By Fran Matso Lysiak
A new resource could help hospitals significantly reduce the number of patients injured from falls and save approximately $1 million.
The Joint Commission Center for Transforming Healthcare has released a new online tool that offers step-by-step guidance to assist hospitals in measuring fall and fall with injury rates, identifying and measuring barriers to fall prevention, and implementing proven solutions for falls prevention that are customized to address specific barriers.
By following the steps, a typical 200-bed hospital could potentially reduce the number of patients injured from a fall from 117 to 45 a year and avoid about $1 million annually in costs, the accrediting agency said in a statement.
To develop the tool, the center originally worked with seven hospitals to test the fall prevention methodology and then expanded the pilot program to five more healthcare organizations. The original hospitals were able to reduce the rate of falls by 35 percent and falls with injuries by 62 percent.
Kaiser Permanente San Diego Medical Center, one of the original participating hospitals, sought to eliminate all falls during its own project, and looked to label each patient as a potential risk on arrival, according to a Hospitals & Health Networks article. Kaiser achieved that goal and completely changed its culture using the toolkit, Leah Apatan, R.N., nurse manager of a surgical and oncology unit at the hospital and clinical lead for its falls project, told the publication.
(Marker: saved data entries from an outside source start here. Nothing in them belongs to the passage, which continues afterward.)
//! Error types for the enumeration engine.
//!
//! Two layers. [`FetchError`] describes what went wrong with one remote call
//! and is what every backend returns; controllers decide whether to retry,
//! skip, or give up. [`ScanError`] describes why a whole run produced no
//! result at all.
//!
//! A result that is merely incomplete is *not* an error. Safety bounds and
//! partial shard coverage are reported through `RunMetadata::partial`.

use std::fmt;

use thiserror::Error;

/// Failure of a single remote call (one page, one shard, one ranking query).
#[derive(Debug, Clone, Error)]
pub enum FetchError {
    /// Network fault, timeout, throttling, or a backend-side error that may
    /// well succeed if asked again.
    #[error("fetch failed: {0}")]
    Transient(String),

    /// The backend does not support something the request relies on
    /// (a paging parameter, a filter, a method). Retrying is pointless;
    /// the orchestrator should switch strategy instead.
    #[error("unsupported by backend: {0}")]
    Unsupported(String),

    /// One entry in a page could not be decoded into a holder record.
    /// Decoders log and skip these; they never abort a page.
    #[error("malformed record {account}: {reason}")]
    MalformedRecord {
        /// Account key of the offending entry, or `"<unknown>"`.
        account: String,
        /// What was wrong with it.
        reason: String,
    },

    /// The response envelope itself did not have the expected shape.
    #[error("undecodable response: {0}")]
    Decode(String),
}

impl FetchError {
    /// True for the condition that triggers strategy switching.
    pub fn is_unsupported(&self) -> bool {
        matches!(self, FetchError::Unsupported(_))
    }

    /// True for failures a controller may retry.
    pub fn is_transient(&self) -> bool {
        matches!(self, FetchError::Transient(_) | FetchError::Decode(_))
    }

    /// Short machine-friendly label, used in run metadata and metrics.
    pub fn kind(&self) -> &'static str {
        match self {
            FetchError::Transient(_) => "transient",
            FetchError::Unsupported(_) => "unsupported",
            FetchError::MalformedRecord { .. } => "malformed_record",
            FetchError::Decode(_) => "decode",
        }
    }
}

/// Why one strategy in the fallback chain failed.
#[derive(Debug, Clone, PartialEq, Eq, serde::Serialize)]
pub struct StrategyFailure {
    /// Strategy name as reported by `Strategy::name`.
    pub strategy: String,
    /// `FetchError::kind` of the failure.
    pub kind: String,
    /// Human-readable reason.
    pub reason: String,
}

impl StrategyFailure {
    /// Records a strategy failure from the error that caused it.
    pub fn new(strategy: impl Into<String>, err: &FetchError) -> Self {
        Self {
            strategy: strategy.into(),
            kind: err.kind().to_string(),
            reason: err.to_string(),
        }
    }
}

impl fmt::Display for StrategyFailure {
    fn fmt(&self, f: &mut fmt::Formatter<'_>) -> fmt::Result {
        write!(f, "{} [{}]: {}", self.strategy, self.kind, self.reason)
    }
}

/// Failure of a whole enumeration run.
#[derive(Debug, Error)]
pub enum ScanError {
    /// Every configured strategy failed. Carries the full history so the
    /// caller can see which backend capability is missing.
    #[error("all {} strategies failed: {}", .attempts.len(), join_failures(.attempts))]
    ExhaustedStrategies {
        /// One entry per attempted strategy, in attempt order.
        attempts: Vec<StrategyFailure>,
    },

    /// The orchestrator was given an empty chain.
    #[error("no strategies configured")]
    NoStrategies,

    /// Options or inputs failed validation before any call was made.
    #[error("invalid configuration: {0}")]
    InvalidConfig(String),
}

fn join_failures(attempts: &[StrategyFailure]) -> String {
    attempts
        .iter()
        .map(|a| a.to_string())
        .collect::<Vec<_>>()
        .join("; ")
}

#[cfg(test)]
mod tests {
    use super::*;

    #[test]
    fn classification_helpers() {
        assert!(FetchError::Unsupported("limit".into()).is_unsupported());
        assert!(!FetchError::Unsupported("limit".into()).is_transient());
        assert!(FetchError::Transient("timeout".into()).is_transient());
        assert!(FetchError::Decode("missing result".into()).is_transient());
        assert!(!FetchError::MalformedRecord {
            account: "A".into(),
            reason: "no owner".into()
        }
        .is_transient());
    }

    #[test]
    fn exhausted_error_names_every_strategy() {
        let err = ScanError::ExhaustedStrategies {
            attempts: vec![
                StrategyFailure::new("cursor", &FetchError::Unsupported("before".into())),
                StrategyFailure::new("top", &FetchError::Transient("503".into())),
            ],
        };
        let msg = err.to_string();
        assert!(msg.starts_with("all 2 strategies failed"));
        assert!(msg.contains("cursor [unsupported]"));
        assert!(msg.contains("top [transient]"));
    }
}
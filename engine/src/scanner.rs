//! # Holder Scanner
//!
//! Front door of the engine: turns [`ScanOptions`] and a client handle into
//! a strategy chain and runs it.
//!
//! `auto` expands to
//!
//! ```text
//!   cursor (fast index, only with a credential)
//!     -> paged (ledger index)
//!     -> chunked (key listing + batched loads)
//!     -> top (largest-N ranking)
//! ```

use std::sync::Arc;

use tokio::sync::watch;
use tracing::{info, warn};

use crate::config::{ScanOptions, StrategyKind};
use crate::error::{FetchError, ScanError};
use crate::orchestrator::{FallbackOrchestrator, ScanReport};
use crate::rpc::ledger::validate_key;
use crate::rpc::{FastIndexFetcher, LedgerIndex, RpcClient, TokenSupply};
use crate::sharding::PrefixShardSource;
use crate::strategy::{CursorPagination, ShardedScan, Strategy, TopHolders};

pub struct HolderScanner {
    client: Arc<RpcClient>,
    options: ScanOptions,
    shutdown: Option<watch::Receiver<bool>>,
}

impl HolderScanner {
    pub fn new(client: Arc<RpcClient>, options: ScanOptions) -> Result<Self, ScanError> {
        options.validate()?;
        Ok(Self {
            client,
            options,
            shutdown: None,
        })
    }

    pub fn with_shutdown(mut self, shutdown: watch::Receiver<bool>) -> Self {
        self.shutdown = Some(shutdown);
        self
    }

    pub fn options(&self) -> &ScanOptions {
        &self.options
    }

    fn ledger(&self) -> Arc<LedgerIndex> {
        Arc::new(LedgerIndex::new(self.client.clone()).with_delay(self.options.delay()))
    }

    pub async fn token_supply(&self, token: &str) -> Result<TokenSupply, FetchError> {
        self.ledger().token_supply(token).await
    }

    /// The configured strategy list with `auto` expanded.
    pub fn chain_kinds(&self) -> Vec<StrategyKind> {
        if self.options.strategy == [StrategyKind::Auto] {
            let mut kinds = Vec::with_capacity(4);
            if self.client.has_fast_index() {
                kinds.push(StrategyKind::Cursor);
            }
            kinds.extend([StrategyKind::Paged, StrategyKind::Chunked, StrategyKind::Top]);
            return kinds;
        }
        self.options.strategy.clone()
    }

    /// Builds the strategy chain for `token`.
    ///
    /// When the fast index is in the chain the mint's decimals are looked
    /// up first, so raw amounts can be normalized even for entries that do
    /// not carry their own.
    pub async fn build_chain(&self, token: &str) -> Vec<Box<dyn Strategy>> {
        let kinds = self.chain_kinds();
        let ledger = self.ledger();
        let decimals = if kinds.contains(&StrategyKind::Cursor) && self.client.has_fast_index() {
            match ledger.token_supply(token).await {
                Ok(supply) => Some(supply.decimals),
                Err(err) => {
                    warn!(error = %err, "could not resolve decimals, fast-index amounts used as returned");
                    None
                }
            }
        } else {
            None
        };

        let opts = &self.options;
        kinds
            .into_iter()
            .filter_map(|kind| -> Option<Box<dyn Strategy>> {
                match kind {
                    StrategyKind::Cursor => {
                        let fetcher = FastIndexFetcher::new(self.client.clone()).with_decimals(decimals);
                        Some(Box::new(CursorPagination::new(
                            "cursor",
                            Arc::new(fetcher),
                            opts.pagination_config(),
                        )))
                    }
                    StrategyKind::Paged => Some(Box::new(CursorPagination::new(
                        "paged",
                        ledger.clone(),
                        opts.pagination_config(),
                    ))),
                    StrategyKind::Sharded => {
                        let source = PrefixShardSource::new(ledger.clone(), opts.shard_field, None);
                        Some(Box::new(ShardedScan::prefixes(
                            Arc::new(source),
                            opts.max_prefixes,
                            opts.shard_config(),
                        )))
                    }
                    StrategyKind::Chunked => Some(Box::new(ShardedScan::chunked(
                        ledger.clone(),
                        opts.chunk_size,
                        opts.max_accounts,
                        opts.shard_config(),
                    ))),
                    StrategyKind::Top => Some(Box::new(TopHolders::new(ledger.clone(), opts.top_n))),
                    // validate() keeps auto from appearing alongside others.
                    StrategyKind::Auto => None,
                }
            })
            .collect()
    }

    /// Enumerates every holder of `token`.
    pub async fn scan(&self, token: &str) -> Result<ScanReport, ScanError> {
        validate_key(token)?;
        let chain = self.build_chain(token).await;
        info!(token, strategies = chain.len(), "scan chain assembled");
        self.orchestrator(chain).run(token).await
    }

    /// Only the `limit` largest holders, in one ranking call.
    pub async fn top(&self, token: &str, limit: usize) -> Result<ScanReport, ScanError> {
        validate_key(token)?;
        if limit == 0 {
            return Err(ScanError::InvalidConfig("limit must be at least 1".into()));
        }
        let chain: Vec<Box<dyn Strategy>> = vec![Box::new(TopHolders::new(self.ledger(), limit))];
        self.orchestrator(chain).run(token).await
    }

    fn orchestrator(&self, chain: Vec<Box<dyn Strategy>>) -> FallbackOrchestrator {
        let orchestrator = FallbackOrchestrator::new(chain).with_policy(self.options.empty_policy);
        match &self.shutdown {
            Some(rx) => orchestrator.with_shutdown(rx.clone()),
            None => orchestrator,
        }
    }
}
The Agency for Healthcare Research and Quality reports that nearly 700,000 to one million patients fall in hospitals each year, leading to complications in 2 percent of hospital stays. Furthermore, CMS will penalize hospitals for not preventing hospital-acquired conditions and "falls and trauma" are one of the HACs on the list. Therefore, facilities around the country continue to look for ways to prevent this prevalent problem.
Many of these falls "result in moderate to severe injuries that can prolong hospital stays and require the patient to undergo additional treatment," said Erin DuPree, M.D., vice president and chief medical officer of the Joint Commission Center for Transforming Healthcare, in the statement. Serious injuries, on average, add 6.3 days to a patient's hospital stay and cost about $14,056.